Thanos regarda l'homme se rapprocher, s'agenouiller à côté de lui. Peut-être avait-il l'intention d'achever ce que le Typhon avait commencé. Aucun soldat de Haylon ne pouvait aimer les hommes de son camp.

“Qu'as-tu fait pour que ton propre camp essaie de te tuer ?” demanda le nouveau venu assez bas pour que seul Thanos puisse l'entendre.

Thanos réussit à trouver la force de secouer la tête. “Je ne sais pas.” Il avait la voix cassée et écorchée. En plus de sa blessure, ça faisait longtemps qu'il gisait sur le sable. “Mais je ne voulais rien de tout ça. Je ne voulais pas me battre ici.”

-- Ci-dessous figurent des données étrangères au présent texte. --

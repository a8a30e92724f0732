//! HTTP-level tests for the Ollama and Groq clients.
//!
//! A wiremock server stands in for each backend.

use serde_json::json;
use wiremock::matchers::{body_partial_json, header, method, path};
use wiremock::{Mock, MockServer, ResponseTemplate};

use aicanvas_core::error::CanvasError;
use aicanvas_core::traits::BackendClient;
use aicanvas_core::types::{BackendKind, Message, Node, NodeRequest, ParentContext};
use aicanvas_llm::streaming::collect_fragments;
use aicanvas_llm::{GroqClient, OllamaClient};

fn ollama_request() -> NodeRequest {
    let node = Node::new("b", "Summarizer", BackendKind::Ollama, "llama3")
        .with_system_message("Summarize.")
        .with_temperature(0.2)
        .with_max_tokens(64);
    NodeRequest::for_node(
        &node,
        vec![ParentContext {
            node_id: "a".into(),
            last_response: "raw notes".into(),
        }],
        vec![Message::user("go")],
    )
}

fn groq_request() -> NodeRequest {
    let node = Node::new("g", "Critic", BackendKind::Groq, "llama3-8b-8192");
    NodeRequest::for_node(&node, vec![], vec![]).with_user_input("critique this")
}

#[tokio::test]
async fn test_ollama_non_streaming_sends_options_and_context() {
    let server = MockServer::start().await;

    Mock::given(method("POST"))
        .and(path("/api/chat"))
        .and(body_partial_json(json!({
            "model": "llama3",
            "stream": false,
            "options": {"num_predict": 64},
            "messages": [
                {"role": "system", "content": "Summarize.\n\nContext from parent node a: raw notes\n\n"},
                {"role": "user", "content": "go"}
            ]
        })))
        .respond_with(ResponseTemplate::new(200).set_body_json(json!({
            "model": "llama3",
            "message": {"role": "assistant", "content": "A summary."},
            "done": true
        })))
        .expect(1)
        .mount(&server)
        .await;

    let client = OllamaClient::new(server.uri());
    let reply = client.send(ollama_request()).await.unwrap();
    assert_eq!(reply, "A summary.");
}

#[tokio::test]
async fn test_ollama_streaming_reassembles_reply() {
    let server = MockServer::start().await;
    let body = concat!(
        "{\"message\":{\"role\":\"assistant\",\"content\":\"Stream\"},\"done\":false}\n",
        "{\"message\":{\"role\":\"assistant\",\"content\":\"ed ✓\"},\"done\":false}\n",
        "{\"message\":{\"role\":\"assistant\",\"content\":\"\"},\"done\":true}\n",
    );

    Mock::given(method("POST"))
        .and(path("/api/chat"))
        .and(body_partial_json(json!({"stream": true})))
        .respond_with(ResponseTemplate::new(200).set_body_raw(body, "application/x-ndjson"))
        .mount(&server)
        .await;

    let client = OllamaClient::new(server.uri());
    let fragments = client.send_stream(ollama_request()).await.unwrap();
    assert_eq!(collect_fragments(fragments).await.unwrap(), "Streamed ✓");

    let reply = client
        .send(ollama_request().with_streaming(true))
        .await
        .unwrap();
    assert_eq!(reply, "Streamed ✓");
}

#[tokio::test]
async fn test_ollama_stream_error_line() {
    let server = MockServer::start().await;
    let body = "{\"message\":{\"content\":\"Hal\"},\"done\":false}\n{\"error\":\"model runner crashed\"}\n";

    Mock::given(method("POST"))
        .and(path("/api/chat"))
        .respond_with(ResponseTemplate::new(200).set_body_raw(body, "application/x-ndjson"))
        .mount(&server)
        .await;

    let client = OllamaClient::new(server.uri());
    let err = client
        .send(ollama_request().with_streaming(true))
        .await
        .unwrap_err();
    match err {
        CanvasError::StreamProtocol { message, .. } => assert_eq!(message, "model runner crashed"),
        other => panic!("unexpected error: {other:?}"),
    }
}

#[tokio::test]
async fn test_ollama_http_error_is_backend_error() {
    let server = MockServer::start().await;

    Mock::given(method("POST"))
        .and(path("/api/chat"))
        .respond_with(ResponseTemplate::new(404).set_body_json(json!({"error": "model 'llama3' not found"})))
        .mount(&server)
        .await;

    let client = OllamaClient::new(server.uri());
    let err = client.send(ollama_request()).await.unwrap_err();
    match err {
        CanvasError::Backend { backend, message } => {
            assert_eq!(backend, BackendKind::Ollama);
            assert!(message.contains("404"));
            assert!(message.contains("not found"));
        }
        other => panic!("unexpected error: {other:?}"),
    }
}

#[tokio::test]
async fn test_ollama_unexpected_shape_is_format_error() {
    let server = MockServer::start().await;

    Mock::given(method("POST"))
        .and(path("/api/chat"))
        .respond_with(ResponseTemplate::new(200).set_body_json(json!({"status": "ok"})))
        .mount(&server)
        .await;

    let client = OllamaClient::new(server.uri());
    let err = client.send(ollama_request()).await.unwrap_err();
    assert!(matches!(err, CanvasError::Format { backend: BackendKind::Ollama }));
}

#[tokio::test]
async fn test_ollama_models_from_tags() {
    let server = MockServer::start().await;

    Mock::given(method("GET"))
        .and(path("/api/tags"))
        .respond_with(ResponseTemplate::new(200).set_body_json(json!({
            "models": [{"name": "llama3:latest"}, {"name": "mistral:7b"}]
        })))
        .mount(&server)
        .await;

    let client = OllamaClient::new(server.uri());
    assert_eq!(
        client.available_models().await,
        vec!["llama3:latest".to_string(), "mistral:7b".to_string()]
    );
}

#[tokio::test]
async fn test_ollama_models_fallback_when_daemon_fails() {
    let server = MockServer::start().await;

    Mock::given(method("GET"))
        .and(path("/api/tags"))
        .respond_with(ResponseTemplate::new(500))
        .mount(&server)
        .await;

    let client = OllamaClient::new(server.uri());
    let models = client.available_models().await;
    assert_eq!(models, vec!["llama3", "llama2", "mistral", "qwen2.5", "llama3.2"]);
}

#[tokio::test]
async fn test_groq_success_with_bearer_key() {
    let server = MockServer::start().await;

    Mock::given(method("POST"))
        .and(path("/openai/v1/chat/completions"))
        .and(header("Authorization", "Bearer gsk_test"))
        .and(body_partial_json(json!({
            "model": "llama3-8b-8192",
            "max_completion_tokens": 1024,
            "messages": [
                {"role": "system", "content": "\n\n"},
                {"role": "user", "content": "critique this"}
            ]
        })))
        .respond_with(ResponseTemplate::new(200).set_body_json(json!({
            "choices": [{"index": 0, "message": {"role": "assistant", "content": "Solid."}}]
        })))
        .expect(1)
        .mount(&server)
        .await;

    let url = format!("{}/openai/v1/chat/completions", server.uri());
    let client = GroqClient::new(url, Some("gsk_test".into()));
    assert_eq!(client.send(groq_request()).await.unwrap(), "Solid.");
}

#[tokio::test]
async fn test_groq_error_payload() {
    let server = MockServer::start().await;

    Mock::given(method("POST"))
        .respond_with(ResponseTemplate::new(401).set_body_json(json!({
            "error": {"message": "Invalid API Key", "type": "invalid_request_error"}
        })))
        .mount(&server)
        .await;

    let client = GroqClient::new(server.uri(), Some("bad".into()));
    let err = client.send(groq_request()).await.unwrap_err();
    assert!(err.is_retryable());
    assert!(err.to_string().contains("Invalid API Key"));
}

#[tokio::test]
async fn test_groq_missing_choices_is_format_error() {
    let server = MockServer::start().await;

    Mock::given(method("POST"))
        .respond_with(ResponseTemplate::new(200).set_body_json(json!({"id": "chatcmpl-1"})))
        .mount(&server)
        .await;

    let client = GroqClient::new(server.uri(), Some("k".into()));
    let err = client.send(groq_request()).await.unwrap_err();
    assert_eq!(err.to_string(), "No response or unexpected format from groq");
}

Ses paroles lui valurent un autre de ces étranges sourires qui donnaient l'impression à Thanos que cet homme riait d'un monde qui n'avait rien de risible.

“Et pourtant, tu es là”, dit le nouveau venu. “Tu ne voulais pas prendre part à une invasion mais tu es sur nos plages au lieu d'être en sécurité chez toi. Tu ne voulais pas nous infliger de violence mais l'armée de l'Empire brûle des maisons en ce moment. Sais-tu ce qui se passe en haut de cette plage ?”

Thanos secoua la tête. Rien que ce geste lui faisait mal.

“Nous perdons”, poursuivit l'homme. “Oh, nous nous battons durement mais ça n'a aucune importance quand on a si peu de chances de réussir. La bataille fait encore rage mais c'est seulement parce qu'une moitié de mon camp est trop entêtée pour accepter la vérité. Nous n'avons pas le temps de nous laisser distraire comme ça.”

Thanos regarda le nouveau venu tirer une de ses épées. Elle avait l'air cruellement aiguisée. Si aiguisée qu'il ne la sentirait probablement même pas lui plonger dans le cœur. Cependant, au lieu de le tuer avec elle, l'autre homme s'en servit pour faire un geste.

“Toi et toi”, dit-il aux hommes, “emmenez notre nouvel ami. Peut-être a-t-il un peu de valeur pour nos ennemis.” Il sourit. “Et s'il n'en a pas, je le tuerai moi-même.”

La dernière chose que ressentit Thanos, ce fut plusieurs mains fortes qui l'agrippaient sous les bras et le soulevaient violemment pour l'emporter, après quoi il replongea finalement dans les ténèbres.